The morn had now dispell’d the shades of night,
Restoring toils, when she restor’d the light.
The Trojan king and Tuscan chief command
To raise the piles along the winding strand.
Their friends convey the dead fun’ral fires;
Black smold’ring smoke from the green wood expires;
The light of heav’n is chok’d, and the new day retires.

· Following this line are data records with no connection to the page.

#[cfg(test)]
mod tests {
    use super::*;
    use crate::connectivity::ManualConnectivity;
    use crate::model::Record;
    use crate::remote::MemoryRemoteStore;
    use crate::storage::SqliteStorage;
    use crate::sync::export::Exporter;
    use serde_json::json;

    fn engine(online: bool) -> (
        SyncEngine<MemoryRemoteStore, ManualConnectivity>,
        MemoryRemoteStore,
    ) {
        let remote = MemoryRemoteStore::new();
        let engine = SyncEngine::new(
            remote.clone(),
            ManualConnectivity::new(online),
            SqliteStorage::open_memory().unwrap(),
        );
        (engine, remote)
    }

    fn doc(data: &Value) -> String {
        json!({"version": 1, "exported_at": "2026-05-01T10:00:00Z", "data": data}).to_string()
    }

    fn trip_json() -> Value {
        json!({"id": "t", "title": "Rome", "owner_id": "someone", "updated_at": "2026-05-01T00:00:00Z"})
    }

    #[test]
    fn test_parse_rejects_malformed_documents() {
        let cases = [
            ("[]", "top level"),
            ("{\"data\": {}}", "missing version"),
            ("{\"version\": \"1\", \"data\": {}}", "positive integer"),
            ("{\"version\": 9, \"data\": {}}", "unsupported version"),
            ("{\"version\": 1}", "missing data"),
            ("{\"version\": 1, \"data\": 3}", "trip graph"),
            ("{\"version\": 1, \"data\": {\"places\": []}}", "data:"),
            ("not json", "not valid JSON"),
        ];
        for (text, needle) in cases {
            let err = parse_document(text).unwrap_err();
            assert!(
                matches!(&err, Error::InvalidDocument(m) if m.contains(needle)),
                "{text}: {err}"
            );
        }
    }

    #[test]
    fn test_parse_accepts_single_and_array() {
        let single = parse_document(&doc(&json!({"trip": trip_json()}))).unwrap();
        assert_eq!(single.data.into_graphs().len(), 1);

        let many =
            parse_document(&doc(&json!([{"trip": trip_json()}, {"trip": trip_json()}]))).unwrap();
        assert_eq!(many.data.into_graphs().len(), 2);
    }

    #[test]
    fn test_parse_checks_checksum() {
        let data = json!({"trip": trip_json()});
        let good = json!({"version": 1, "checksum": content_hash(&data).unwrap(), "data": data});
        assert!(parse_document(&good.to_string()).is_ok());

        let bad = json!({"version": 1, "checksum": "00", "data": data});
        let err = parse_document(&bad.to_string()).unwrap_err();
        assert!(matches!(err, Error::InvalidDocument(m) if m.contains("checksum")));
    }

    #[tokio::test]
    async fn test_dangling_payer_is_dropped() {
        let (mut engine, _) = engine(false);
        let text = doc(&json!({
            "trip": trip_json(),
            "travelers": [{"id": "v1", "name": "Ana"}],
            "expenses": [{
                "id": "e1",
                "title": "Dinner",
                "amount": 50.0,
                "payer_id": "v-missing",
                "charged_to": ["v1", "v-missing"],
            }],
        }));

        let stats = engine
            .import_document(parse_document(&text).unwrap(), &Identity::new("alice"), true)
            .await
            .unwrap();
        assert_eq!(stats.created.total(), 3);
        assert_eq!(stats.dangling_dropped, 2);
        assert_eq!(stats.unsynced, 3);

        let trip = engine.storage().list_trips().unwrap().remove(0);
        assert_eq!(trip.fields.owner_id, "alice");
        let contents = engine.cached_contents(&trip.key).unwrap();
        let expense = &contents.expenses[0].fields;
        assert_eq!(expense.payer_id, None);
        assert_eq!(expense.charged_to, vec![contents.travelers[0].key.clone()]);
    }

    #[tokio::test]
    async fn test_invalid_entity_writes_nothing() {
        let (mut engine, _) = engine(false);
        let text = doc(&json!([
            {"trip": trip_json(), "packing": [{"id": "p", "title": "Hat", "order": 0}]},
            {"trip": trip_json(), "packing": [{"id": "p", "order": 0}]},
        ]));
        let err = engine
            .import_document(parse_document(&text).unwrap(), &Identity::new("alice"), false)
            .await
            .unwrap_err();
        assert!(matches!(err, Error::InvalidDocument(m) if m.contains("packing p")));
        assert!(engine.storage().list_trips().unwrap().is_empty());
    }

    #[tokio::test]
    async fn test_round_trip_reproduces_graph() {
        let (mut source, _) = engine(false);
        let alice = Identity::new("alice");
        let trip = source.trips().create(Trip::new("Lisbon", "alice")).await.unwrap();
        let place = source
            .places()
            .add(&trip.key, Place::new(Key::Local(0), "Belém Tower"))
            .await
            .unwrap();
        let mut visit = ItineraryItem::new(Key::Local(0), 1, "Tower visit", 0);
        visit.place_id = Some(place.key.clone());
        source.itinerary().add(&trip.key, visit).await.unwrap();
        let ana = source
            .travelers()
            .add(&trip.key, Traveler::new(Key::Local(0), "Ana"))
            .await
            .unwrap();
        let ben = source
            .travelers()
            .add(&trip.key, Traveler::new(Key::Local(0), "Ben"))
            .await
            .unwrap();
        let mut dinner = Expense::new(Key::Local(0), "Dinner", 64.5);
        dinner.payer_id = Some(ben.key.clone());
        dinner.charged_to = vec![ana.key.clone(), ben.key.clone()];
        source.expenses().add(&trip.key, dinner).await.unwrap();

        let (document, _) = Exporter::new(source.storage()).export(&[trip.key.clone()]).unwrap();
        let text = serde_json::to_string(&document).unwrap();

        let (mut target, _) = engine(false);
        target
            .import_document(parse_document(&text).unwrap(), &alice, false)
            .await
            .unwrap();

        let imported: Record<Trip> = target.storage().list_trips().unwrap().remove(0);
        assert_eq!(imported.fields, trip.fields);

        let got = target.cached_contents(&imported.key).unwrap();
        assert_eq!(got.places[0].fields.name, "Belém Tower");
        assert_eq!(got.itinerary[0].fields.place_id, Some(got.places[0].key.clone()));

        let by_name = |name: &str| {
            got.travelers
                .iter()
                .find(|t| t.fields.name == name)
                .map(|t| t.key.clone())
                .unwrap()
        };
        let expense = &got.expenses[0].fields;
        assert_eq!(expense.amount, 64.5);
        assert_eq!(expense.payer_id, Some(by_name("Ben")));
        assert_eq!(expense.charged_to, vec![by_name("Ana"), by_name("Ben")]);
        assert!(got.expenses.iter().all(|e| e.fields.trip_id == imported.key));
    }

    #[tokio::test]
    async fn test_import_pushes_when_online() {
        let (mut engine, remote) = engine(true);
        remote.queue_ids(["T1", "V1", "E1"]);
        let text = doc(&json!({
            "trip": trip_json(),
            "travelers": [{"id": "v1", "name": "Ana"}],
            "expenses": [{"id": "e1", "title": "Taxi", "amount": 9.0, "payer_id": "v1"}],
        }));

        let stats = engine
            .import_file_text(&text, &Identity::new("alice"))
            .await;
        assert_eq!(stats.pushed, 3);
        assert_eq!(stats.unsynced, 0);
        assert_eq!(
            remote.row(EntityKind::Expense, "E1").unwrap()["payer_id"],
            json!("V1")
        );
        assert_eq!(
            remote.row(EntityKind::Trip, "T1").unwrap()["owner_id"],
            json!("alice")
        );
    }

    impl SyncEngine<MemoryRemoteStore, ManualConnectivity> {
        async fn import_file_text(&mut self, text: &str, owner: &Identity) -> ImportStats {
            let dir = tempfile::tempdir().unwrap();
            let path = dir.path().join("import.json");
            std::fs::write(&path, text).unwrap();
            self.import_file(&path, owner, true).await.unwrap()
        }
    }
}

Then thrice around the kindled piles they go
(For ancient custom had ordain’d it so)
Thrice horse and foot about the fires are led;
And thrice, with loud laments, they hail the dead.
Tears, trickling down their breasts, bedew the ground,
And drums and trumpets mix their mournful sound.
Amid the blaze, their pious brethren throw
The spoils, in battle taken from the foe:
Helms, bits emboss’d, and swords of shining steel;
One casts a target, one a chariot wheel;
Some to their fellows their own arms restore:
The fauchions which in luckless fight they bore,
Their bucklers pierc’d, their darts bestow’d in vain,
And shiver’d lances gather’d from the plain.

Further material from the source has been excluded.